Aβ42 accumulation in frontal cortex and hippocampus. Aβ42 was localized in sections of paraffin-embedded tissues by IHC. (A) Aβ42 IHC stained pyramidal neurons (p), astrocytes (arrows) and astrocytic processes (arrowheads) around blood vessels (*). (B) In addition to accumulation in pyramidal neurons (p) Aβ42 was deposited in smooth muscle cells (arrows) in cortical arterioles (*). A dead neuron surrounded by glial cells is indicated (arrowhead). (C and D) Quantitative image analysis of Aβ42 IHC showed a significant increase in Aβ42 immunoreactivity (Aβ42 IR) in both frontal cortex (C, * p = 0.04) and hippocampus (D, * p = 0.001) in the high exposure group. (E) Aβ42 IHC of frontal cortex from a 38 year old subject from Mexico City showing diffuse plaque-like staining with surrounding reactive astrocytes (arrows). Scale = 20 μm.

Figure 4

Micrographs of the SN of (A) Air and (B) CAPs exposed Apo E -/- mouse brain and representative examples of the nucleus compacta which house the dopaminergic neurons, vulnerable to OS. Sections were taken from the same brain level.
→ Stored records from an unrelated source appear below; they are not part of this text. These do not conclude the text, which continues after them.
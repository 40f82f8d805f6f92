//! ASS subtitle generation.
//!
//! Each scene gets a small ASS file: the full narration as a single block in
//! the lower quarter of the frame, a semi-transparent backing box, and
//! emphasis words recolored with the style's highlight color via inline
//! overrides. Rendering happens inside FFmpeg through the `ass` filter.

use std::path::Path;

use reel_models::SubtitleStyle;

use crate::error::MediaResult;

/// Emphasis lexicon: words that get the highlight color, plus any numeral.
pub const EMPHASIS_WORDS: &[&str] = &[
    "amazing",
    "incredible",
    "best",
    "worst",
    "never",
    "always",
    "first",
    "last",
    "new",
    "now",
    "today",
    "epic",
    "crazy",
    "unbelievable",
    "shocking",
    "secret",
    "revealed",
    "must",
    "you",
    "your",
    "free",
    "easy",
    "simple",
    "powerful",
];

/// Indices of words to emphasize in `text` (whitespace-split, punctuation
/// stripped, case-insensitive; digit runs always count).
pub fn identify_keywords(text: &str) -> Vec<usize> {
    text.split_whitespace()
        .enumerate()
        .filter(|(_, word)| {
            let clean = word
                .trim_matches(|c: char| matches!(c, '.' | ',' | '!' | '?'))
                .to_lowercase();
            !clean.is_empty()
                && (EMPHASIS_WORDS.contains(&clean.as_str())
                    || clean.chars().all(|c| c.is_ascii_digit()))
        })
        .map(|(i, _)| i)
        .collect()
}

/// Convert `#RRGGBB` to the ASS `&HAABBGGRR` form.
///
/// ASS alpha is inverted: 00 is opaque, FF is transparent.
fn ass_color(hex: &str, alpha: u8) -> String {
    let hex = hex.trim_start_matches('#');
    let (r, g, b) = if hex.len() == 6 {
        (
            u8::from_str_radix(&hex[0..2], 16).unwrap_or(0xFF),
            u8::from_str_radix(&hex[2..4], 16).unwrap_or(0xFF),
            u8::from_str_radix(&hex[4..6], 16).unwrap_or(0xFF),
        )
    } else {
        (0xFF, 0xFF, 0xFF)
    };
    format!("&H{:02X}{:02X}{:02X}{:02X}", alpha, b, g, r)
}

/// Format seconds as an ASS timestamp (`H:MM:SS.cc`).
fn ass_time(seconds: f64) -> String {
    let total_cs = (seconds.max(0.0) * 100.0).round() as u64;
    let cs = total_cs % 100;
    let s = (total_cs / 100) % 60;
    let m = (total_cs / 6000) % 60;
    let h = total_cs / 360_000;
    format!("{}:{:02}:{:02}.{:02}", h, m, s, cs)
}

/// Neutralize characters ASS treats specially.
fn escape_ass_text(text: &str) -> String {
    text.replace('{', "(").replace('}', ")").replace('\n', "\\N")
}

/// Build the dialogue text with highlight-color overrides on keywords.
fn emphasized_text(narration: &str, style: &SubtitleStyle) -> String {
    let keywords = identify_keywords(narration);
    let primary = ass_color(style.primary_color, 0x00);
    let highlight = ass_color(style.highlight_color, 0x00);

    narration
        .split_whitespace()
        .enumerate()
        .map(|(i, word)| {
            let word = escape_ass_text(word);
            if keywords.contains(&i) {
                format!("{{\\1c{}}}{}{{\\1c{}}}", highlight, word, primary)
            } else {
                word
            }
        })
        .collect::<Vec<_>>()
        .join(" ")
}

/// Render the complete ASS document for one scene.
pub fn build_ass(style: &SubtitleStyle, narration: &str, duration: f64) -> String {
    // Inverted alpha: background_opacity 0.7 -> 30% transparent box
    let back_alpha = ((1.0 - style.background_opacity).clamp(0.0, 1.0) * 255.0).round() as u8;

    let mut doc = String::new();
    doc.push_str("[Script Info]\n");
    doc.push_str("ScriptType: v4.00+\n");
    doc.push_str("PlayResX: 1080\n");
    doc.push_str("PlayResY: 1920\n");
    doc.push_str("WrapStyle: 0\n");
    doc.push_str("ScaledBorderAndShadow: yes\n\n");

    doc.push_str("[V4+ Styles]\n");
    doc.push_str(
        "Format: Name, Fontname, Fontsize, PrimaryColour, SecondaryColour, OutlineColour, \
         BackColour, Bold, Italic, BorderStyle, Outline, Shadow, Alignment, MarginL, MarginR, \
         MarginV, Encoding\n",
    );
    // BorderStyle 4 draws a background box behind the line while keeping the
    // outline; Alignment 2 with MarginV 480 lands in the lower quarter.
    doc.push_str(&format!(
        "Style: Narration,{},{},{},{},{},{},-1,0,4,{},0,2,60,60,480,1\n\n",
        style.font,
        style.font_size,
        ass_color(style.primary_color, 0x00),
        ass_color(style.primary_color, 0x00),
        ass_color(style.stroke_color, 0x00),
        ass_color("#000000", back_alpha),
        style.stroke_width,
    ));

    doc.push_str("[Events]\n");
    doc.push_str("Format: Layer, Start, End, Style, Name, MarginL, MarginR, MarginV, Effect, Text\n");
    doc.push_str(&format!(
        "Dialogue: 0,{},{},Narration,,0,0,0,,{}\n",
        ass_time(0.0),
        ass_time(duration),
        emphasized_text(narration, style),
    ));

    doc
}

/// Write the scene's ASS file to `path`.
pub async fn write_ass_file(
    path: impl AsRef<Path>,
    style: &SubtitleStyle,
    narration: &str,
    duration: f64,
) -> MediaResult<()> {
    let doc = build_ass(style, narration, duration);
    tokio::fs::write(path.as_ref(), doc).await?;
    Ok(())
}

#[cfg(test)]
mod tests {
    use super::*;
    use reel_models::SubtitleStyleId;

    #[test]
    fn test_identify_keywords() {
        let ks = identify_keywords("You will never believe these 3 secrets");
        // "You" (0), "never" (2), "3" (5)
        assert_eq!(ks, vec![0, 2, 5]);
    }

    #[test]
    fn test_identify_keywords_strips_punctuation() {
        let ks = identify_keywords("Amazing! Truly the best, today.");
        assert_eq!(ks, vec![0, 3, 4]);
    }

    #[test]
    fn test_identify_keywords_empty() {
        assert!(identify_keywords("a quiet evening walk").is_empty());
    }

    #[test]
    fn test_ass_color_order_and_alpha() {
        // RGB #FFFF00 (yellow) becomes BGR 00FFFF
        assert_eq!(ass_color("#FFFF00", 0x00), "&H0000FFFF");
        assert_eq!(ass_color("#FF0000", 0x4C), "&H4C0000FF");
    }

    #[test]
    fn test_ass_time_format() {
        assert_eq!(ass_time(0.0), "0:00:00.00");
        assert_eq!(ass_time(2.5), "0:00:02.50");
        assert_eq!(ass_time(61.337), "0:01:01.34");
        assert_eq!(ass_time(3600.0), "1:00:00.00");
    }

    #[test]
    fn test_build_ass_contains_highlight_overrides() {
        let style = SubtitleStyleId::AlexHormozi.style();
        let doc = build_ass(&style, "The best kept secret", 2.0);

        assert!(doc.contains("PlayResX: 1080"));
        assert!(doc.contains("Style: Narration,Impact,80"));
        // highlight #00FFD4 -> &H00D4FF00
        assert!(doc.contains("{\\1c&H00D4FF00}best{\\1c"));
        assert!(doc.contains("Dialogue: 0,0:00:00.00,0:00:02.00,Narration"));
    }

    #[test]
    fn test_build_ass_box_alpha_from_opacity() {
        // ModernMinimal opacity 0.6 -> alpha 0x66 (102)
        let style = SubtitleStyleId::ModernMinimal.style();
        let doc = build_ass(&style, "hello", 1.0);
        assert!(doc.contains("&H66000000"));
    }

    #[test]
    fn test_braces_are_neutralized() {
        let style = SubtitleStyleId::ModernMinimal.style();
        let doc = build_ass(&style, "weird {input} here", 1.0);
        assert!(doc.contains("(input)"));
    }
}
Neurons and astrocytes were immunocytochemical stained with TH and GFAP, respectively. A 29% reduction of TH staining and an 8% increase in GFAP was measured in the Apo E-/- PM exposed mice relative to air exposed Apo E-/- No differences in TH or GFAP bodies were observed in C57 Air or PM exposed animals. Sections 300× magnification.

Figure 5

Genomics: BV2 microglia were exposed in triplicate (2 hr) to CAPs (75 μg/ml), and other chemicals known to produce OS (i.e., LPS (2.5 ng/ml); H202 (0.2 mM), Diesel exhaust filtrate (100 μg/ml). RNAs from each test group were analyzed on Affymetrix universal microarrays. Relative to the other treatment and controls, CAPs produced significant increases/decreases in genes coding for apoptotic, TNF and Toll receptors; cytokines, interferons, kinase transcription, oncogenes and growth factors.